第281回 遺伝子機能解析部門セミナー
(第408回 細胞工学研究会講演会)
 
演題1部 小豆あん粒子が腸内環境に及ぼす影響
 福島 道広 氏(帯広畜産大学生命・食料科学研究部門)

演題2部 隠れ脂肪肝と胆汁酸代謝
 石塚 敏 氏(北海道大学大学院農学研究院)

演題3部 ビタミンDの新たな可能性を探る:カイコ発現とGC/MS分析の応用
 佐藤 匡央 氏(九州大学大学院農学研究院)
 
(1部:小豆あん粒子が腸内環境に及ぼす影響)
 構造上消化しづらい澱粉をレジスタントスターチと呼んでおり、食物繊維と同じような働きをする。つまり、有用菌である乳酸菌やビフィズス菌などを増加させ、短鎖脂肪酸の増加を促し、腸内環境や脂質代謝、腸管免疫などの改善が報告されている。小豆あんには豊富な澱粉やポリフェノールが含まれており、同様な効果が期待できる。ブタ糞便やヒト糞便を用いた大腸発酵モデル試験では、有用菌である乳酸菌やビフィズス菌など短鎖脂肪酸産生菌が増加しており、また肥満のヒトの腸内細菌叢に多く存在するフィルミクテス門が減少、痩せ型のヒトに多く存在するバクテロイデス門が増加していた。その結果、増加した短鎖脂肪酸によりコレステロールや中性脂肪の減少および腸管バリアや腸管免疫の改善効果などが明らかとなった。以上、小豆あんには、ヒトの腸内細菌叢に対して改善効果が認められた。この結果から食事として小豆の摂取は腸内環境に良好な影響を与えることが期待できる。

(2部:隠れ脂肪肝と胆汁酸代謝)
 見かけ上肥満ではないのに肝臓脂質が多い場合に「隠れ脂肪肝」と呼ばれることがある。我々は、摂取エネルギーが増加した場合に特定の胆汁酸が体内で増加することがきっかけとなり肝臓での特異的な脂質蓄積の増加を見出した。高脂肪食を摂取させたラットにおいて、体内のコレステロールが増加することを起点としてステロイド骨格の12位に水酸基を有する胆汁酸であるタウロコール酸の濃度が腸肝循環で増えることを明らかにした。摂取エネルギーを増やさずにこの状況を模倣するため、飼料にコール酸を添加して同様な状況を作り出したところ、食を介するエネルギー収支は対照と同等にも関わらず、肝臓特異的な脂質蓄積を誘導した。この時、肝臓でのVLDL分泌の抑制が起点となり、脂肪酸合成の増加が加わる可能性が示された。これらのことは、体内での脂質の分布が食環境により変わり得ること、隠れ脂肪肝の発症に胆汁酸代謝が関与し得ることを示している。

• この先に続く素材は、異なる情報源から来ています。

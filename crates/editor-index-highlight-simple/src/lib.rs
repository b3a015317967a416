//! `editor-index-highlight-simple` - Incremental regex-based highlighting on top of `editor-index`.
//!
//! This crate is intended for lightweight formats (JSON/INI/etc.) where full parsing is
//! unnecessary. Tokens live in a [`RangeTree`], so edits only shift them; the lines around an
//! edit are re-highlighted in chunks by a [`RangeScheduler`], and whatever is about to be shown
//! is highlighted synchronously while a frame is built.

use editor_index::{
    Anchor, Document, DocumentChange, FrameContent, FrameDecorator, Job, OffsetRange,
    RangeProcessor, RangeScheduler, RangeTree, RangeTreeError, Replacement, Scheduler,
};
use regex::Regex;
use ropey::Rope;
use std::rc::Rc;

/// Style identifier attached to tokens. The UI/theme layer maps it to actual colors.
pub type StyleId = u32;

/// Default number of characters highlighted per background slice.
pub const DEFAULT_HIGHLIGHT_CHUNK_SIZE: usize = 10_000;

/// A highlighted range, in char offsets.
#[derive(Debug, Clone, Copy, PartialEq, Eq)]
pub struct Token {
    /// Start offset.
    pub from: usize,
    /// End offset.
    pub to: usize,
    /// Style.
    pub style_id: StyleId,
}

/// A single regex highlighting rule.
#[derive(Debug, Clone)]
pub struct RegexRule {
    regex: Regex,
    style_id: StyleId,
    capture_group: Option<usize>,
}

impl RegexRule {
    /// Create a rule highlighting every match of `pattern`.
    pub fn new(pattern: &str, style_id: StyleId) -> Result<Self, regex::Error> {
        Ok(Self {
            regex: Regex::new(pattern)?,
            style_id,
            capture_group: None,
        })
    }

    /// Highlight only a capture group of each match.
    ///
    /// Example (INI key):
    /// - pattern: `^\\s*([^=\\s]+)\\s*=`
    /// - capture_group: `1` (the key)
    pub fn with_capture_group(mut self, group: usize) -> Self {
        self.capture_group = Some(group);
        self
    }

    /// Style of the highlighted ranges.
    pub fn style_id(&self) -> StyleId {
        self.style_id
    }
}

/// A simple regex-based syntax highlighter.
///
/// Rules run line by line; a token never spans a line break. Designed for simple formats
/// (JSON/INI/etc.), it is *not* intended to be a full parser.
#[derive(Debug, Clone)]
pub struct RegexHighlighter {
    rules: Vec<RegexRule>,
}

impl RegexHighlighter {
    /// Create a highlighter running `rules` in order.
    pub fn new(rules: Vec<RegexRule>) -> Self {
        Self { rules }
    }

    /// The rules.
    pub fn rules(&self) -> &[RegexRule] {
        &self.rules
    }

    /// Highlights a single line (without its line break) starting at `line_start`.
    pub fn highlight_line(&self, line: &str, line_start: usize, tokens: &mut Vec<Token>) {
        for rule in &self.rules {
            if let Some(group) = rule.capture_group {
                for caps in rule.regex.captures_iter(line) {
                    let Some(m) = caps.get(group) else {
                        continue;
                    };
                    tokens.extend(token_from_match(line_start, line, m.start(), m.end(), rule.style_id));
                }
            } else {
                for m in rule.regex.find_iter(line) {
                    tokens.extend(token_from_match(line_start, line, m.start(), m.end(), rule.style_id));
                }
            }
        }
    }

    /// Runs all rules over the whole text.
    pub fn highlight(&self, text: &Rope) -> Vec<Token> {
        let mut tokens = Vec::new();
        for (index, line) in text.lines().enumerate() {
            let line = line.to_string();
            self.highlight_line(trim_line_break(&line), text.line_to_char(index), &mut tokens);
        }
        tokens
    }

    /// A small default JSON grammar (strings, numbers, booleans, null).
    pub fn json_default(styles: SimpleJsonStyles) -> Result<Self, regex::Error> {
        Ok(Self::new(vec![
            // JSON string (single-line, handles escapes)
            RegexRule::new(r#""(?:\\.|[^"\\])*""#, styles.string)?,
            RegexRule::new(r#"-?(?:0|[1-9]\d*)(?:\.\d+)?(?:[eE][+-]?\d+)?"#, styles.number)?,
            RegexRule::new(r#"\b(?:true|false)\b"#, styles.boolean)?,
            RegexRule::new(r#"\bnull\b"#, styles.null)?,
        ]))
    }

    /// A small default INI grammar (section, key, comment).
    pub fn ini_default(styles: SimpleIniStyles) -> Result<Self, regex::Error> {
        Ok(Self::new(vec![
            // Section header: [section]
            RegexRule::new(r#"^\s*\[([^\]]+)\]\s*$"#, styles.section)?.with_capture_group(1),
            // Key: key = value
            RegexRule::new(r#"^\s*([^=\s]+)\s*="#, styles.key)?.with_capture_group(1),
            // Comment: ;... or #...
            RegexRule::new(r#"^\s*[;#].*$"#, styles.comment)?,
        ]))
    }
}

/// Tokens of a document, re-highlighted line by line as the document changes.
///
/// As a [`RangeProcessor`], every requested range is widened to whole lines.
pub struct IncrementalHighlighter {
    highlighter: RegexHighlighter,
    text: Rope,
    tokens: RangeTree<StyleId>,
}

impl IncrementalHighlighter {
    /// Create a highlighter for `document`. Nothing is highlighted yet.
    pub fn new(highlighter: RegexHighlighter, document: &Document) -> Self {
        Self {
            highlighter,
            text: document.text().clone(),
            tokens: RangeTree::new(),
        }
    }

    /// The rules.
    pub fn highlighter(&self) -> &RegexHighlighter {
        &self.highlighter
    }

    /// Current tokens, in document order.
    pub fn tokens(&self) -> Vec<Token> {
        let mut tokens = Vec::with_capacity(self.tokens.count_all());
        self.tokens.visit_all(|entry| {
            tokens.push(Token {
                from: entry.from.offset,
                to: entry.to.offset,
                style_id: *entry.data,
            });
        });
        tokens
    }

    /// Shifts tokens through a replacement. Lines around it still need highlighting.
    pub fn on_replacement(&mut self, replacement: &Replacement) -> Result<(), RangeTreeError> {
        self.tokens.replace(
            replacement.offset,
            replacement.end(),
            replacement.inserted_len(),
        )?;
        self.text = replacement.after.clone();
        Ok(())
    }

    /// Adds a text decoration layer with the tokens inside the frame.
    pub fn decorate(&self, content: &mut FrameContent<StyleId>) {
        let mut layer = RangeTree::new();
        let mut failed = None;
        self.tokens.visit_touching(
            content.range.from,
            Anchor::right(content.range.to),
            |entry| {
                if let Err(err) = layer.add(entry.from, entry.to, *entry.data) {
                    failed = Some(err);
                }
            },
        );
        if let Some(err) = failed {
            tracing::warn!(%err, "skipping malformed token");
        }
        content.text_decorations.push(layer);
    }

    /// Widens `range` to whole lines. A non-empty range ending at a line start keeps its end.
    fn line_range(&self, range: OffsetRange) -> OffsetRange {
        let len = self.text.len_chars();
        let (from, to) = (range.from.min(len), range.to.min(len));
        let from = self.text.line_to_char(self.text.char_to_line(from));
        let last_line = self.text.char_to_line(to);
        let to = if to > from && self.text.line_to_char(last_line) == to {
            to
        } else {
            self.text
                .line_to_char((last_line + 1).min(self.text.len_lines()))
        };
        OffsetRange::new(from, to)
    }
}

impl RangeProcessor for IncrementalHighlighter {
    fn processing_range(&self, visible: OffsetRange) -> Option<OffsetRange> {
        if self.text.len_chars() == 0 {
            return None;
        }
        Some(self.line_range(visible))
    }

    fn process_range(&mut self, range: OffsetRange) -> OffsetRange {
        let mut range = self.line_range(range);
        // Tokens stretched by an edit are highlighted again as a whole.
        let mut end = range.to;
        self.tokens
            .visit_starting(range.from, range.to, |entry| end = end.max(entry.to.offset));
        if end > range.to {
            range = self.line_range(OffsetRange::new(range.from, end));
        }
        let cleared = self.tokens.clear_starting(range.from, range.to);

        let mut tokens = Vec::new();
        let first_line = self.text.char_to_line(range.from);
        let mut line_start = range.from;
        for (index, line) in self.text.lines_at(first_line).enumerate() {
            if line_start >= range.to {
                break;
            }
            let line = line.to_string();
            self.highlighter
                .highlight_line(trim_line_break(&line), line_start, &mut tokens);
            line_start = self.text.line_to_char(first_line + index + 1);
        }
        for token in &tokens {
            // Matches are non-empty and ordered, so adding cannot fail.
            if let Err(err) = self.tokens.add(token.from, token.to, token.style_id) {
                tracing::warn!(%err, "dropping token");
            }
        }
        tracing::trace!(
            from = range.from,
            to = range.to,
            cleared,
            added = tokens.len(),
            "highlighted lines"
        );
        range
    }
}

/// Syntax highlighting of a live document: an [`IncrementalHighlighter`] driven by a
/// [`RangeScheduler`].
///
/// Use it as a [`FrameDecorator`] when building frames, and as a [`Job`] for background work.
pub struct SyntaxHighlighting {
    scheduler: RangeScheduler<IncrementalHighlighter>,
}

impl SyntaxHighlighting {
    /// Starts highlighting `document` in chunks of [`DEFAULT_HIGHLIGHT_CHUNK_SIZE`].
    pub fn new(
        scheduler: Rc<dyn Scheduler>,
        highlighter: RegexHighlighter,
        document: &Document,
    ) -> Self {
        Self::with_chunk_size(scheduler, highlighter, document, DEFAULT_HIGHLIGHT_CHUNK_SIZE)
    }

    /// Starts highlighting `document` in chunks of `chunk_size` characters.
    pub fn with_chunk_size(
        scheduler: Rc<dyn Scheduler>,
        highlighter: RegexHighlighter,
        document: &Document,
        chunk_size: usize,
    ) -> Self {
        let processor = IncrementalHighlighter::new(highlighter, document);
        let mut scheduler = RangeScheduler::new(scheduler, processor, chunk_size);
        scheduler.start(document);
        Self { scheduler }
    }

    /// The highlighter.
    pub fn highlighter(&self) -> &IncrementalHighlighter {
        self.scheduler.processor()
    }

    /// Whether some lines still need highlighting.
    pub fn needs_processing(&self) -> bool {
        self.scheduler.needs_processing()
    }

    /// Applies a document change.
    pub fn on_document_changed(&mut self, change: &DocumentChange) -> Result<(), RangeTreeError> {
        for replacement in &change.replacements {
            self.scheduler.processor_mut().on_replacement(replacement)?;
            self.scheduler.on_replace(
                replacement.offset,
                replacement.end(),
                replacement.inserted_len(),
            );
        }
        Ok(())
    }

    /// Highlights small pending edits right away; call before building a frame.
    pub fn on_before_frame(&mut self) {
        self.scheduler.on_before_frame();
    }

    /// Stops highlighting.
    pub fn stop(&mut self) {
        self.scheduler.stop();
    }
}

impl FrameDecorator<StyleId> for SyntaxHighlighting {
    fn decorate(&mut self, content: &mut FrameContent<StyleId>) {
        self.scheduler.on_frame(content);
        self.scheduler.processor().decorate(content);
    }
}

impl Job for SyntaxHighlighting {
    fn do_work(&mut self) -> bool {
        self.scheduler.do_work()
    }

    fn done_work(&mut self) {
        self.scheduler.done_work();
    }
}

/// Styles used by [`RegexHighlighter::json_default`].
#[derive(Debug, Clone, Copy)]
pub struct SimpleJsonStyles {
    /// Strings.
    pub string: StyleId,
    /// Numbers.
    pub number: StyleId,
    /// `true` and `false`.
    pub boolean: StyleId,
    /// `null`.
    pub null: StyleId,
}

impl Default for SimpleJsonStyles {
    fn default() -> Self {
        Self {
            string: SIMPLE_STYLE_STRING,
            number: SIMPLE_STYLE_NUMBER,
            boolean: SIMPLE_STYLE_BOOLEAN,
            null: SIMPLE_STYLE_NULL,
        }
    }
}

/// Styles used by [`RegexHighlighter::ini_default`].
#[derive(Debug, Clone, Copy)]
pub struct SimpleIniStyles {
    /// Section names.
    pub section: StyleId,
    /// Keys.
    pub key: StyleId,
    /// Comment lines.
    pub comment: StyleId,
}

impl Default for SimpleIniStyles {
    fn default() -> Self {
        Self {
            section: SIMPLE_STYLE_SECTION,
            key: SIMPLE_STYLE_KEY,
            comment: SIMPLE_STYLE_COMMENT,
        }
    }
}

/// JSON string.
pub const SIMPLE_STYLE_STRING: StyleId = 0x0200_0001;
/// JSON number.
pub const SIMPLE_STYLE_NUMBER: StyleId = 0x0200_0002;
/// JSON boolean.
pub const SIMPLE_STYLE_BOOLEAN: StyleId = 0x0200_0003;
/// JSON null.
pub const SIMPLE_STYLE_NULL: StyleId = 0x0200_0004;
/// INI section.
pub const SIMPLE_STYLE_SECTION: StyleId = 0x0200_0010;
/// INI key.
pub const SIMPLE_STYLE_KEY: StyleId = 0x0200_0011;
/// INI comment.
pub const SIMPLE_STYLE_COMMENT: StyleId = 0x0200_0012;

fn trim_line_break(line: &str) -> &str {
    let line = line.strip_suffix('\n').unwrap_or(line);
    line.strip_suffix('\r').unwrap_or(line)
}

fn token_from_match(
    line_start: usize,
    line: &str,
    match_start_byte: usize,
    match_end_byte: usize,
    style_id: StyleId,
) -> Option<Token> {
    if match_start_byte >= match_end_byte || match_end_byte > line.len() {
        return None;
    }

    let start_col = line[..match_start_byte].chars().count();
    let end_col = start_col + line[match_start_byte..match_end_byte].chars().count();
    Some(Token {
        from: line_start + start_col,
        to: line_start + end_col,
        style_id,
    })
}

(3部:ビタミンDの新たな可能性を探る:カイコ発現とGC/MS分析の応用)
 ビタミンDは骨の健康維持だけでなく、免疫や代謝調節にも関与する重要な脂溶性ビタミンである。本研究では、ビタミンDの定量をガスクロマトグラフィー質量分析法(GC/MS)により初めて実施し、高感度な定量法を確立した。また、遺伝子組換え技術を用いてカイコにビタミンDを合成させることに成功し、その中から稀少と報告されているビタミンD様化合物を見出した。現在、この化合物の生理活性を評価するための細胞培養系の確立を進めており、機能解析に向けた基盤の整備を進行中である。本講演では、これらの成果と今後の展望について紹介する。